Each entry below is to be copied out exactly and in full.
== Segment start ==
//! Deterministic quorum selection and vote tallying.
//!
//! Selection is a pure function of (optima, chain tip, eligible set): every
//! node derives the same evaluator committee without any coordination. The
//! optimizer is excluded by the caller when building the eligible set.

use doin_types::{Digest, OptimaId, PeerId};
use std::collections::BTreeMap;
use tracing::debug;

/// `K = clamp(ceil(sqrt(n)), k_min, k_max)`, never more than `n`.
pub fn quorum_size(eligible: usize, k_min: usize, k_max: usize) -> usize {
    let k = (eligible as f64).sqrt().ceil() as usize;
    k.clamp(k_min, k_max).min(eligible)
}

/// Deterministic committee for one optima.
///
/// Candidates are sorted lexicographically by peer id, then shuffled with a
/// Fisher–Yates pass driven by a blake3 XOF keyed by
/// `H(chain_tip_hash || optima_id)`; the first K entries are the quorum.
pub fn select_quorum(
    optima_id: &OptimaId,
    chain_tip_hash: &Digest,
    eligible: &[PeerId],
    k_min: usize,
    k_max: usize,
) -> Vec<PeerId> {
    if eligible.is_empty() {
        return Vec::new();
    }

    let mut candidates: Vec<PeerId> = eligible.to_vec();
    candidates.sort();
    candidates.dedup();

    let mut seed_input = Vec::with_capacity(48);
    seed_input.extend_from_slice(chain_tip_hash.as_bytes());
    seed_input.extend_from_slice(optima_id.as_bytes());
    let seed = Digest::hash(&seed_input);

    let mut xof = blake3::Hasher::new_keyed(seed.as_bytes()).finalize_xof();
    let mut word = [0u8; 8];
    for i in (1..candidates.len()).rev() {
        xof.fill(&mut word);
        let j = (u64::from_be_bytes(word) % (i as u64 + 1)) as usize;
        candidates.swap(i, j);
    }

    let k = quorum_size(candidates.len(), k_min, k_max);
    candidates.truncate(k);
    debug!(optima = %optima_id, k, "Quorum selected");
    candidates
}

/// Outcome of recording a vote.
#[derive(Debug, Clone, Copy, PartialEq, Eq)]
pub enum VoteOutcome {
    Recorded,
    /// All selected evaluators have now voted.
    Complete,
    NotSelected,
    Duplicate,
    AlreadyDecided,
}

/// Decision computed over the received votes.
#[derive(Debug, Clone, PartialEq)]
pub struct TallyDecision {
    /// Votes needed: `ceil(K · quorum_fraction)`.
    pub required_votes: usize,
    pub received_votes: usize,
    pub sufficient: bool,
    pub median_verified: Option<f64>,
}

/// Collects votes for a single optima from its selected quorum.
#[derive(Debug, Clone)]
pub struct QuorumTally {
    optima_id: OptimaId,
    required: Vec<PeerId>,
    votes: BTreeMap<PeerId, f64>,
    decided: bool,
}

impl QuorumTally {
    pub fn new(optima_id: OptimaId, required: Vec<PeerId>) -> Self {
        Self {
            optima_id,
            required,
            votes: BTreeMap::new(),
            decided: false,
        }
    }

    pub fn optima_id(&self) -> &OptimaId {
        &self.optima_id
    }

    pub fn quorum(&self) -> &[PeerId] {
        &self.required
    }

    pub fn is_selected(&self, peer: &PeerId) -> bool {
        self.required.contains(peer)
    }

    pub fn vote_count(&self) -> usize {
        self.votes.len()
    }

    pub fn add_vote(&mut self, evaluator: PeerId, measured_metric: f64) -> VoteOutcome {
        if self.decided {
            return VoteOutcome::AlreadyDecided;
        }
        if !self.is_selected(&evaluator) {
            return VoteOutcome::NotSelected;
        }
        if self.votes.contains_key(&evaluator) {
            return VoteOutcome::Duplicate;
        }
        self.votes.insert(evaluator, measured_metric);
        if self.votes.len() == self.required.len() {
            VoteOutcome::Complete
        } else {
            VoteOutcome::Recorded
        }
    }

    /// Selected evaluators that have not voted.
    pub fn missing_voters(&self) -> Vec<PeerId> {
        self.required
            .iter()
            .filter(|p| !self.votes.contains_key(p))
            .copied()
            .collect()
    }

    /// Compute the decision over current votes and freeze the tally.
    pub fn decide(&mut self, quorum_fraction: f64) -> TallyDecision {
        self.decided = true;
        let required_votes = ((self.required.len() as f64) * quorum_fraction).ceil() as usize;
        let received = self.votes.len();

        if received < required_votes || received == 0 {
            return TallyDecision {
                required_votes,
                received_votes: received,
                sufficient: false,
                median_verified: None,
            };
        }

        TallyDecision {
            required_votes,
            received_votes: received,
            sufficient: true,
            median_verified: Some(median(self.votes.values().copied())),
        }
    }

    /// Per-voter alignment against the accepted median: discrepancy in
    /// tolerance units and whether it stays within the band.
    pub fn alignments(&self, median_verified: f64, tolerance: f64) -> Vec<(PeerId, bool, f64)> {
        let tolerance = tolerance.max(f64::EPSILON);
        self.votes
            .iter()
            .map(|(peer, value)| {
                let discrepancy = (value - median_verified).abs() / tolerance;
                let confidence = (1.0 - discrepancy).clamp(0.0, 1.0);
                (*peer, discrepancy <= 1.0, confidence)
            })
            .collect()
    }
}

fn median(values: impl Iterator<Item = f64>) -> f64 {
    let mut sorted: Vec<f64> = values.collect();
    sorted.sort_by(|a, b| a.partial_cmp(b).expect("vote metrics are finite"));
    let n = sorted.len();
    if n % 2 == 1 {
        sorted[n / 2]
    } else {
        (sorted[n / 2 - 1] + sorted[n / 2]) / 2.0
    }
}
== Segment end ==
:: Worked solution ::
//! Deterministic quorum selection and vote tallying.
//!
//! Selection is a pure function of (optima, chain tip, eligible set): every
//! node derives the same evaluator committee without any coordination. The
//! optimizer is excluded by the caller when building the eligible set.

use doin_types::{Digest, OptimaId, PeerId};
use std::collections::BTreeMap;
use tracing::debug;

/// `K = clamp(ceil(sqrt(n)), k_min, k_max)`, never more than `n`.
pub fn quorum_size(eligible: usize, k_min: usize, k_max: usize) -> usize {
    let k = (eligible as f64).sqrt().ceil() as usize;
    k.clamp(k_min, k_max).min(eligible)
}

/// Deterministic committee for one optima.
///
/// Candidates are sorted lexicographically by peer id, then shuffled with a
/// Fisher–Yates pass driven by a blake3 XOF keyed by
/// `H(chain_tip_hash || optima_id)`; the first K entries are the quorum.
pub fn select_quorum(
    optima_id: &OptimaId,
    chain_tip_hash: &Digest,
    eligible: &[PeerId],
    k_min: usize,
    k_max: usize,
) -> Vec<PeerId> {
    if eligible.is_empty() {
        return Vec::new();
    }

    let mut candidates: Vec<PeerId> = eligible.to_vec();
    candidates.sort();
    candidates.dedup();

    let mut seed_input = Vec::with_capacity(48);
    seed_input.extend_from_slice(chain_tip_hash.as_bytes());
    seed_input.extend_from_slice(optima_id.as_bytes());
    let seed = Digest::hash(&seed_input);

    let mut xof = blake3::Hasher::new_keyed(seed.as_bytes()).finalize_xof();
    let mut word = [0u8; 8];
    for i in (1..candidates.len()).rev() {
        xof.fill(&mut word);
        let j = (u64::from_be_bytes(word) % (i as u64 + 1)) as usize;
        candidates.swap(i, j);
    }

    let k = quorum_size(candidates.len(), k_min, k_max);
    candidates.truncate(k);
    debug!(optima = %optima_id, k, "Quorum selected");
    candidates
}

/// Outcome of recording a vote.
#[derive(Debug, Clone, Copy, PartialEq, Eq)]
pub enum VoteOutcome {
    Recorded,
    /// All selected evaluators have now voted.
    Complete,
    NotSelected,
    Duplicate,
    AlreadyDecided,
}

/// Decision computed over the received votes.
#[derive(Debug, Clone, PartialEq)]
pub struct TallyDecision {
    /// Votes needed: `ceil(K · quorum_fraction)`.
    pub required_votes: usize,
    pub received_votes: usize,
    pub sufficient: bool,
    pub median_verified: Option<f64>,
}

/// Collects votes for a single optima from its selected quorum.
#[derive(Debug, Clone)]
pub struct QuorumTally {
    optima_id: OptimaId,
    required: Vec<PeerId>,
    votes: BTreeMap<PeerId, f64>,
    decided: bool,
}

impl QuorumTally {
    pub fn new(optima_id: OptimaId, required: Vec<PeerId>) -> Self {
        Self {
            optima_id,
            required,
            votes: BTreeMap::new(),
            decided: false,
        }
    }

    pub fn optima_id(&self) -> &OptimaId {
        &self.optima_id
    }

    pub fn quorum(&self) -> &[PeerId] {
        &self.required
    }

    pub fn is_selected(&self, peer: &PeerId) -> bool {
        self.required.contains(peer)
    }

    pub fn vote_count(&self) -> usize {
        self.votes.len()
    }

    pub fn add_vote(&mut self, evaluator: PeerId, measured_metric: f64) -> VoteOutcome {
        if self.decided {
            return VoteOutcome::AlreadyDecided;
        }
        if !self.is_selected(&evaluator) {
            return VoteOutcome::NotSelected;
        }
        if self.votes.contains_key(&evaluator) {
            return VoteOutcome::Duplicate;
        }
        self.votes.insert(evaluator, measured_metric);
        if self.votes.len() == self.required.len() {
            VoteOutcome::Complete
        } else {
            VoteOutcome::Recorded
        }
    }

    /// Selected evaluators that have not voted.
    pub fn missing_voters(&self) -> Vec<PeerId> {
        self.required
            .iter()
            .filter(|p| !self.votes.contains_key(p))
            .copied()
            .collect()
    }

    /// Compute the decision over current votes and freeze the tally.
    pub fn decide(&mut self, quorum_fraction: f64) -> TallyDecision {
        self.decided = true;
        let required_votes = ((self.required.len() as f64) * quorum_fraction).ceil() as usize;
        let received = self.votes.len();

        if received < required_votes || received == 0 {
            return TallyDecision {
                required_votes,
                received_votes: received,
                sufficient: false,
                median_verified: None,
            };
        }

        TallyDecision {
            required_votes,
            received_votes: received,
            sufficient: true,
            median_verified: Some(median(self.votes.values().copied())),
        }
    }

    /// Per-voter alignment against the accepted median: discrepancy in
    /// tolerance units and whether it stays within the band.
    pub fn alignments(&self, median_verified: f64, tolerance: f64) -> Vec<(PeerId, bool, f64)> {
        let tolerance = tolerance.max(f64::EPSILON);
        self.votes
            .iter()
            .map(|(peer, value)| {
                let discrepancy = (value - median_verified).abs() / tolerance;
                let confidence = (1.0 - discrepancy).clamp(0.0, 1.0);
                (*peer, discrepancy <= 1.0, confidence)
            })
            .collect()
    }
}

fn median(values: impl Iterator<Item = f64>) -> f64 {
    let mut sorted: Vec<f64> = values.collect();
    sorted.sort_by(|a, b| a.partial_cmp(b).expect("vote metrics are finite"));
    let n = sorted.len();
    if n % 2 == 1 {
        sorted[n / 2]
    } else {
        (sorted[n / 2 - 1] + sorted[n / 2]) / 2.0
    }
}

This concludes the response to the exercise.